The Falcon 9 rocket will be vaulted in a light elliptical park orbit of a low elliptical park. The speed there is about 27,000 km/h, which protects the capsule to prevent it from turning to the ground.
ISS is higher than this park orbit at approximately 400 km, and therefore surround the world a little slower to prevent hug. Once, ISS takes about 92 minutes to walk around the Earth, while Dragon starts with about 88 minutes. Thus, lower than ISS, Dragon is slowly behind in its orbit until it is caught with ISS.
After the system controls, the dragon capsule will first perform a series of small repulsive burns to raise the entire orbit (the point in the elliptical orbit of the dragon is the farthest from the earth).
Each of these burns is timely time after completing a few orbits, Dragon is exactly where ISS will be. This looks like merging on a highway at the right exit instead of directing directly to another car.
For the Axiom-4 mission, task planners designed a front-wing profile or about 18 orbits that lasts about 28 hours. At the end of this profile, the Dragon Crew capsule will be on the right side of ISS at a time when a free placement port is available and the ISS team is awake.

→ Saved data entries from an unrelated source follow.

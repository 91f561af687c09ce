use crate::error::TrainerError;
use core_types::{FillRecord, Side};
use polars::prelude::*;
use rust_decimal::prelude::*;

/// Name of the label column every training frame carries.
pub const TARGET: &str = "target";

/// Builds the feature columns for a slice of fills.
///
/// - `quantity`, `avg_fill`, `sample_price`: the raw trade values.
/// - `is_buy`: 1.0 for buys, 0.0 for sells.
///
/// Nothing derived from the winning-fill label goes in here.
pub fn generate_features(fills: &[FillRecord]) -> Result<DataFrame, TrainerError> {
    let mut quantity = Vec::with_capacity(fills.len());
    let mut avg_fill = Vec::with_capacity(fills.len());
    let mut sample_price = Vec::with_capacity(fills.len());
    let mut is_buy = Vec::with_capacity(fills.len());

    for fill in fills {
        quantity.push(f64::from(fill.quantity));
        avg_fill.push(fill.avg_fill.to_f64().unwrap_or(f64::NAN));
        sample_price.push(fill.sample_price.to_f64().unwrap_or(f64::NAN));
        is_buy.push(if fill.side == Side::Buy { 1.0 } else { 0.0 });
    }

    let df = DataFrame::new(vec![
        Series::new("quantity", quantity),
        Series::new("avg_fill", avg_fill),
        Series::new("sample_price", sample_price),
        Series::new("is_buy", is_buy),
    ])?;

    Ok(df)
}

#[cfg(test)]
mod tests {
    use super::*;
    use chrono::NaiveDate;
    use rust_decimal_macros::dec;

    #[test]
    fn test_feature_columns() {
        let date = NaiveDate::from_ymd_opt(2024, 1, 2).unwrap();
        let fills = vec![
            FillRecord::new(date, "JPM", None, "Inst1", Side::Buy, 2, dec!(99), dec!(100.5)),
            FillRecord::new(date, "MS", None, "Inst2", Side::Sell, 4, dec!(99), dec!(100.5)),
        ];
        let df = generate_features(&fills).unwrap();

        assert_eq!(df.get_column_names(), vec!["quantity", "avg_fill", "sample_price", "is_buy"]);
        let quantity: Vec<f64> = df.column("quantity").unwrap().f64().unwrap().into_no_null_iter().collect();
        assert_eq!(quantity, vec![2.0, 4.0]);
        let is_buy: Vec<f64> = df.column("is_buy").unwrap().f64().unwrap().into_no_null_iter().collect();
        assert_eq!(is_buy, vec![1.0, 0.0]);
    }
}
use crate::error::GeneratorError;
use core_types::PRICE_DP;
use rand::{Rng, SeedableRng};
use rand_distr::{Distribution, Normal};
use rand_pcg::Pcg64;
use rust_decimal::Decimal;
use rust_decimal::prelude::FromPrimitive;
use std::ops::RangeInclusive;

/// A seeded source of the draws every dataset needs.
pub struct Sampler {
    rng: Pcg64,
}

impl Sampler {
    pub fn seeded(seed: u64) -> Self {
        Self {
            rng: Pcg64::seed_from_u64(seed),
        }
    }

    /// Picks one element uniformly.
    pub fn choose<'a, T>(&mut self, what: &'static str, items: &'a [T]) -> Result<&'a T, GeneratorError> {
        if items.is_empty() {
            return Err(GeneratorError::EmptyCategory(what));
        }
        Ok(&items[self.rng.gen_range(0..items.len())])
    }

    /// A uniform integer in the inclusive range.
    pub fn int<T>(&mut self, range: RangeInclusive<T>) -> T
    where
        T: rand::distributions::uniform::SampleUniform + PartialOrd,
    {
        self.rng.gen_range(range)
    }

    /// Draws from `dist` and rounds to a two-decimal-place price.
    pub fn price(&mut self, dist: &Normal<f64>) -> Result<Decimal, GeneratorError> {
        let value = dist.sample(&mut self.rng);
        Decimal::from_f64(value)
            .map(|d| d.round_dp(PRICE_DP))
            .ok_or(GeneratorError::NonFinitePrice(value))
    }
}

When Dragon arrives within 30 km of ISS, it will carry itself to a ‘corridor’ aligned with ISS. From here, the rules require the capsule to move more than a few meters per second. When Iss is in 20 m, Dragon will have to slow down up to a few centimeters per second.
There are 400 m, 220 m, 20 m and 1 m away from ISS, where the dragon crew will have to perform Go/GO surveys and LIDAR controls, including the designated task pilot, Captain Shukla. Even if there is a wrong sensor reading in this process, the dragon will have to withdraw from ISS along a pre -programmed path.
This deliberate pacing alone adds a few hours to the ISS approach of the crew capsule alone.
It is important for Axiom Space and NASA to use the Dragon Crew capsule for this task. The task operators allowed the crew to choose a more conservative profile in terms of fuel, allowing the crew to finish the check-out before the intensive placement exercise.